An Intersectional Perspective on Onset of Type 2 Diabetes in Adults aged 50 and older in Europe: A Multilevel Analysis of Individual Heterogeneity and Discriminatory Accuracy

Author:

O'Sullivan Julie Lorraine1,Alonso-Perez Enrique1,Färber Francesca1,Fuellen Georg2,Rudolf Henrik2,Heisig Jan Paul3,Kreyenfeld Michaela4,Gellert Paul5

Affiliation:

1. Charité – Universitätsmedizin Berlin, corporate member of Freie Universität Berlin, Humboldt- Universität zu Berlin

2. Rostock University Medical Center

3. WZB Berlin Social Science Center

4. Hertie School

5. Charité – Universitätsmedizin Berlin

Abstract

Abstract Background: Disparities in the development of Type 2 Diabetes (T2D) are associated with various social determinants, including sex/gender, migration background, living arrangement, education, and household income.
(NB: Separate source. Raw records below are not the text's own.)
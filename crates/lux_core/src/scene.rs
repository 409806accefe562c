//! Scene description types.
//!
//! A scene is a flat list of models (mesh + material reference), the
//! materials they use, the lights that illuminate them and an ambient term.
//! Scenes are immutable while a render is in flight and shared as
//! `Arc<Scene>`; changing geometry means rebuilding the intersector.

use lux_math::{Color, Vec2, Vec4};
use thiserror::Error;

use crate::light::Light;
use crate::mesh::Mesh;
use crate::texture::Texture;

/// Errors found while validating a scene.
#[derive(Error, Debug, Clone, PartialEq)]
pub enum SceneError {
    #[error("model {model}: triangle index {index} out of range (vertex count {vertex_count})")]
    IndexOutOfRange {
        model: usize,
        index: u32,
        vertex_count: usize,
    },

    #[error("model {model}: index count {len} is not a multiple of 3")]
    TriangleIndices { model: usize, len: usize },

    #[error("model {model}: {found} {attribute} for {expected} vertices")]
    AttributeCount {
        model: usize,
        attribute: &'static str,
        expected: usize,
        found: usize,
    },

    #[error("model {model}: material {material} does not exist")]
    MissingMaterial { model: usize, material: usize },

    #[error("texture has no pixels")]
    EmptyTexture,

    #[error("texture is {width}x{height} but has {pixels} pixels")]
    TextureSize { width: u32, height: u32, pixels: usize },
}

/// Gamma used to linearise authored albedo colors.
const ALBEDO_GAMMA: f32 = 2.2;

/// A surface material: an albedo map and a "meta-specular" map.
///
/// - albedo: RGB base color (display-referred) + alpha as opacity
///   (alpha >= 0.9 opaque, alpha < 0.2 ignored by shadow rays)
/// - meta-spec: RGB specular tint + shininess in [0, 1] (x256 for Phong exponents)
#[derive(Clone, Debug)]
pub struct Material {
    /// Material name
    pub name: String,

    /// Albedo/opacity map
    pub albedo: Texture,

    /// Specular tint and shininess map
    pub meta_spec: Texture,
}

impl Material {
    /// Create a material from constant albedo and meta-spec values.
    pub fn new(name: impl Into<String>, albedo: Vec4, meta_spec: Vec4) -> Self {
        Self {
            name: name.into(),
            albedo: Texture::solid(albedo),
            meta_spec: Texture::solid(meta_spec),
        }
    }

    /// Opaque, non-specular material.
    pub fn diffuse(name: impl Into<String>, color: Color) -> Self {
        Self::new(name, color.extend(1.0), Vec4::ZERO)
    }

    /// Opaque material with a specular tint and shininess in [0, 1].
    pub fn glossy(name: impl Into<String>, color: Color, specular: Color, shininess: f32) -> Self {
        Self::new(name, color.extend(1.0), specular.extend(shininess.clamp(0.0, 1.0)))
    }

    /// Replace the albedo map.
    pub fn with_albedo_texture(mut self, texture: Texture) -> Self {
        self.albedo = texture;
        self
    }

    /// Linear albedo (RGB) and opacity (A) at a texture coordinate.
    pub fn albedo_at(&self, uv: Vec2) -> Vec4 {
        let texel = self.albedo.sample(uv);
        texel.truncate().powf(ALBEDO_GAMMA).extend(texel.w)
    }

    /// Specular tint (RGB) and shininess (A) at a texture coordinate.
    pub fn meta_spec_at(&self, uv: Vec2) -> Vec4 {
        self.meta_spec.sample(uv)
    }
}

/// A mesh placed in the scene with one material.
#[derive(Clone, Debug)]
pub struct Model {
    pub name: String,
    pub mesh: Mesh,
    /// Index into [`Scene::materials`]
    pub material: usize,
}

/// A complete scene: geometry, materials, lights and ambient light.
#[derive(Clone, Debug, Default)]
pub struct Scene {
    /// Scene name
    pub name: String,

    /// Geometry with material references
    pub models: Vec<Model>,

    /// Materials used in the scene
    pub materials: Vec<Material>,

    /// Light sources
    pub lights: Vec<Light>,

    /// Ambient intensity used by the Whitted integrator
    pub ambient_intensity: Color,
}

impl Scene {
    /// Create an empty scene.
    pub fn new(name: impl Into<String>) -> Self {
        Self {
            name: name.into(),
            ..Default::default()
        }
    }

    /// Add a material to the scene and return its ID.
    pub fn add_material(&mut self, material: Material) -> usize {
        self.materials.push(material);
        self.materials.len() - 1
    }

    /// Add a model and return its index. Missing normals are computed.
    pub fn add_model(&mut self, name: impl Into<String>, mut mesh: Mesh, material: usize) -> usize {
        mesh.ensure_normals();
        self.models.push(Model {
            name: name.into(),
            mesh,
            material,
        });
        self.models.len() - 1
    }

    /// Add a light source.
    pub fn add_light(&mut self, light: Light) {
        self.lights.push(light);
    }

    /// Set the ambient intensity.
    pub fn with_ambient(mut self, ambient: Color) -> Self {
        self.ambient_intensity = ambient;
        self
    }

    /// Get a material by ID.
    pub fn material(&self, id: usize) -> Option<&Material> {
        self.materials.get(id)
    }

    /// Get total triangle count across all models.
    pub fn triangle_count(&self) -> usize {
        self.models.iter().map(|m| m.mesh.triangle_count()).sum()
    }

    /// Check every model's mesh and material reference.
    pub fn validate(&self) -> Result<(), SceneError> {
        for (index, model) in self.models.iter().enumerate() {
            model.mesh.validate(index)?;
            if model.material >= self.materials.len() {
                return Err(SceneError::MissingMaterial {
                    model: index,
                    material: model.material,
                });
            }
        }
        Ok(())
    }
}

#[cfg(test)]
mod tests {
    use super::*;
    use lux_math::Vec3;

    fn triangle() -> Mesh {
        Mesh::new(vec![Vec3::ZERO, Vec3::X, Vec3::Y], vec![0, 1, 2], None)
    }

    #[test]
    fn test_scene_creation() {
        let mut scene = Scene::new("test");
        let grey = scene.add_material(Material::diffuse("grey", Color::splat(0.5)));
        assert_eq!(grey, 0);

        scene.add_model("a", triangle(), grey);
        scene.add_model("b", triangle(), grey);

        assert_eq!(scene.models.len(), 2);
        assert_eq!(scene.triangle_count(), 2);
        assert!(scene.models[0].mesh.normals.is_some());
        assert!(scene.validate().is_ok());
    }

    #[test]
    fn test_missing_material() {
        let mut scene = Scene::new("test");
        scene.add_model("orphan", triangle(), 3);
        assert_eq!(
            scene.validate(),
            Err(SceneError::MissingMaterial { model: 0, material: 3 })
        );
    }

    #[test]
    fn test_albedo_is_linearised_but_alpha_is_not() {
        let material = Material::new("m", Vec4::new(0.5, 1.0, 0.0, 0.5), Vec4::new(0.2, 0.2, 0.2, 0.75));
        let albedo = material.albedo_at(Vec2::ZERO);
        assert!((albedo.x - 0.5f32.powf(2.2)).abs() < 1e-6);
        assert_eq!(albedo.y, 1.0);
        assert_eq!(albedo.w, 0.5);
        assert_eq!(material.meta_spec_at(Vec2::ZERO), Vec4::new(0.2, 0.2, 0.2, 0.75));
    }
}
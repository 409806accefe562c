// Re-export glam for convenience
pub use glam::*;

// Lux math types
mod aabb;
mod intersection;
mod interval;
mod ray;

pub use aabb::Aabb;
pub use intersection::Intersection;
pub use interval::Interval;
pub use ray::Ray;

/// Linear RGB color.
pub type Color = Vec3;

/// Largest of the three components of a color.
#[inline]
pub fn max_channel(c: Color) -> f32 {
    c.x.max(c.y).max(c.z)
}

#[cfg(test)]
mod tests {
    use super::*;

    #[test]
    fn test_max_channel() {
        assert_eq!(max_channel(Color::new(0.1, 0.7, 0.3)), 0.7);
        assert_eq!(max_channel(Color::ZERO), 0.0);
    }

    #[test]
    fn test_vec3_operations() {
        let a = Vec3::new(1.0, 2.0, 3.0);
        let b = Vec3::new(4.0, 5.0, 6.0);
        assert_eq!(a + b, Vec3::new(5.0, 7.0, 9.0));
        assert_eq!(a * b, Vec3::new(4.0, 10.0, 18.0));
    }
}
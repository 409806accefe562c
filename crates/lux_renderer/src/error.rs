use lux_core::SceneError;
use thiserror::Error;

/// Errors surfaced by the renderer's public entry points.
///
/// Numeric degeneracies during tracing are never errors; they only end the
/// contribution of the current sample.
#[derive(Error, Debug)]
pub enum RenderError {
    #[error("invalid resolution {width}x{height}")]
    InvalidResolution { width: u32, height: u32 },

    #[error("invalid render settings: {0}")]
    InvalidSettings(String),

    #[error("scene error: {0}")]
    Scene(#[from] SceneError),

    #[error("render worker panicked")]
    WorkerPanicked,

    #[error("IO error: {0}")]
    Io(#[from] std::io::Error),

    #[error("image encoding error: {0}")]
    Image(#[from] image::ImageError),
}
However, few quantitative studies have applied an intersectional perspective to examine non-additive effects of overlapping social identities. This study aimed to map social disparities and investigate intersectional effects regarding the onset of T2D among older adults across Europe. Methods: We used data from the Survey of Health and Retirement in Europe (SHARE) to conduct an intersectional Multilevel Analysis of Individual Heterogeneity and Discriminatory Accuracy (MAIHDA) of T2D onset. Individuals aged 50 years or older without known T2D at wave 4 (2011, baseline) were included and followed through waves 5 (2013), 6 (2015), 7 (2016), and 8 (2019-2020). A series of multilevel logistic regression models were run with individuals nested in 72 social strata based on intersections of sex/gender, migration background, living arrangement, education level, and household income. Intersectional models were used to estimate additive main effects and intersectional interactions, while adjusting for age and country. Results: A total of 39,108 individuals were included (age at baseline in years M=65.18 (SD=9.62), 57.4% women). T2D onset was reported for 9.2% of the sample over the 9-year observation period. In the fully adjusted model, all social determinants showed significant additive associations with T2D onset, while the discriminatory accuracy of the social strata was found to be low (Variance Partition Coefficient=0.3%). Conclusions: This study provides a comprehensive mapping of disparities in onset of T2D among older adults in Europe. While the results highlight disadvantages faced by certain groups based on social determinants, we found no evidence of multiplicative (i.e., intersectional) effects. Healthcare professionals and public health initiatives should consider the unique challenges faced by individuals with diverse social identities to effectively address the prevention and management of T2D.